Quanto recentemente accaduto nel processo della revisione della spesa della Difesa ne è il più limpido esempio.

Per uscire strutturalmente e definitivamente dalla crisi, vincere le sfide del prossimo futuro e mantenere/aumentare il grado di efficienza delle Forze Armate e delle Forze di Polizia e mantenere/aumentare gli attuali livelli retributivi, c’è bisogno di affrontare e risolvere tutte queste criticità. Servono subito nuovi modelli di difesa e di sicurezza, e non c’è bisogno di rivoluzioni, adatti ai tempi ed al nuovo contesto socio-economico nazionale ed internazionale, ma questa strada presuppone: coraggio, responsabilità, consapevolezza e visione.

Ma i principali attori (politica, amministrazioni e sindacati/rappresentanze) del comparto sicurezza e difesa sembrano, invece, vivere fuori su Marte, ancora con l’effimera ed illusoria convinzione che la “specificità” possa rendere immuni dal cambiamento. Infatti, invece di pensare a risolvere i cronici problemi strutturali, si sta irresponsabilmente perdendo tempo a parlare dell’ennesimo riordino di carriere già incasinate: inutile se non dannoso (dal punto di vista della funzionalità), insostenibile (dal punto di vista finanziario se non attraverso un “pagherò senza scadenza” simile a quello già solennemente firmato art. 19 Legge 183/2010 ed altrettanto solennemente non mantenuto), vuoto (perché si promettono gradi senza essere certi che siano pagati, anzi!) ed assolutamente non idoneo a mettere al riparo le retribuzioni da ulteriori probabili contrazioni.
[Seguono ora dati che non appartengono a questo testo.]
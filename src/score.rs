//! Score counter shown on the machine display.

/// Amount of digits on the display.
pub const SCORE_DIGITS: usize = 10;

/// Value at which the counter rolls over to zero, like an odometer.
const SCORE_MODULUS: u64 = 10_u64.pow(SCORE_DIGITS as u32);

/// Counter incremented once for every rendered frame.
#[derive(Debug, Default, Clone, Copy, PartialEq, Eq)]
pub struct Score(u64);

impl Score {
    /// Start counting from a value.
    ///
    /// Values that don't fit on the display keep only their lowest digits.
    #[inline]
    #[must_use]
    pub const fn new(value: u64) -> Self {
        Self(value % SCORE_MODULUS)
    }

    /// Current value.
    #[inline]
    #[must_use]
    pub const fn value(self) -> u64 {
        self.0
    }

    /// Count a rendered frame.
    ///
    /// Called from the render path, so it depends on the frame rate and not the update rate.
    #[inline]
    pub fn on_frame_rendered(&mut self) {
        self.0 = (self.0 + 1) % SCORE_MODULUS;
    }

    /// Zero padded decimal representation, always [`SCORE_DIGITS`] characters.
    #[inline]
    #[must_use]
    pub fn format(self) -> String {
        format!("{:0width$}", self.0, width = SCORE_DIGITS)
    }

    /// Value of every digit on the display, most significant first.
    #[must_use]
    #[inline]
    pub fn digits(self) -> [u8; SCORE_DIGITS] {
        let mut digits = [0; SCORE_DIGITS];

        let mut rest = self.0;
        for digit in digits.iter_mut().rev() {
            *digit = (rest % 10) as u8;
            rest /= 10;
        }

        digits
    }
}

#[cfg(test)]
mod tests {
    use super::{Score, SCORE_DIGITS};

    #[test]
    fn format_pads_with_zeros() {
        assert_eq!(Score::new(5000).format(), "0000005000");
        assert_eq!(Score::new(0).format(), "0000000000");
        assert_eq!(Score::new(9_999_999_999).format(), "9999999999");
    }

    #[test]
    fn format_is_always_ten_characters() {
        let mut value = 1;
        while value < 10_000_000_000 {
            assert_eq!(Score::new(value).format().len(), SCORE_DIGITS);
            assert_eq!(Score::new(value - 1).format().len(), SCORE_DIGITS);

            value *= 10;
        }
    }

    #[test]
    fn increments_per_frame() {
        let mut score = Score::new(5000);
        for _ in 0..3 {
            score.on_frame_rendered();
        }

        assert_eq!(score.value(), 5003);
        assert_eq!(score.format(), "0000005003");
    }

    #[test]
    fn rolls_over_like_an_odometer() {
        let mut score = Score::new(9_999_999_999);
        score.on_frame_rendered();

        assert_eq!(score.value(), 0);
        assert_eq!(score.format(), "0000000000");

        assert_eq!(Score::new(12_345_678_901).format(), "2345678901");
    }

    #[test]
    fn digits_match_format() {
        for value in [0, 7, 5000, 1_234_567_890, 9_999_999_999] {
            let score = Score::new(value);

            let from_format = score
                .format()
                .bytes()
                .map(|byte| byte - b'0')
                .collect::<Vec<_>>();

            assert_eq!(score.digits().to_vec(), from_format);
        }
    }
}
Senza contare, in assenza di proposte “serie” dall’interno del comparto, le riforme sono e saranno comunque attuate/imposte dalla crisi: congelamento stipendiale, abolizione del divieto della reformatio in pejus, limitazione dell’indennità di trasferimento, abolizione dell’estensione della SIP ai Vice Comandanti, limitazione dell’indennità di straordinario festivo, blocco del turn-over, tagli lineari, razionalizzazione delle strutture, ecc.) e via discorrendo, con il rischio che il personale (tutto, dai vertici all’ultimo degli addetti) veda il becco di un quattrino dei risparmi derivati dal turn-over e dai processi di razionalizzazione e si veda costretto ad operare in regimi autoritari e poco gratificanti.

 

Gianluca Taccalozzi

Delegato Co.Ce.R. Guardia di Finanza.